===== SUPPLIED MATERIAL
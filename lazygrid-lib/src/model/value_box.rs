//! Known-value container

/// A value that is known, even when the value itself is empty.
///
/// Readers return `Option<ValueBox<T>>`: `None` means "not known yet",
/// `Some(ValueBox { value: Value::Null })` means "known to be empty".
#[derive(Debug, Clone, Copy, PartialEq, Eq, Hash, Default)]
pub struct ValueBox<T> {
    /// The resolved value.
    pub value: T,
}

impl<T> ValueBox<T> {
    /// Wraps a resolved value.
    pub fn new(value: T) -> Self {
        Self { value }
    }

    /// Returns a reference to the value.
    pub fn get(&self) -> &T {
        &self.value
    }

    /// Consumes the box and returns the value.
    pub fn into_inner(self) -> T {
        self.value
    }

    /// Maps the boxed value.
    pub fn map<U, F: FnOnce(T) -> U>(self, f: F) -> ValueBox<U> {
        ValueBox { value: f(self.value) }
    }
}

impl<T> From<T> for ValueBox<T> {
    fn from(value: T) -> Self {
        Self { value }
    }
}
==========
- [TASK DIRECTIONS]: Copy the stretch of the records above that runs from the line with "a resolved value." through the line with "pub fn map<U, F: FnOnce(T)". Both end lines belong in the copy, and nothing else does.

- [TASK RESPONSE]:
    /// Wraps a resolved value.
    pub fn new(value: T) -> Self {
        Self { value }
    }

    /// Returns a reference to the value.
    pub fn get(&self) -> &T {
        &self.value
    }

    /// Consumes the box and returns the value.
    pub fn into_inner(self) -> T {
        self.value
    }

    /// Maps the boxed value.
    pub fn map<U, F: FnOnce(T) -> U>(self, f: F) -> ValueBox<U> {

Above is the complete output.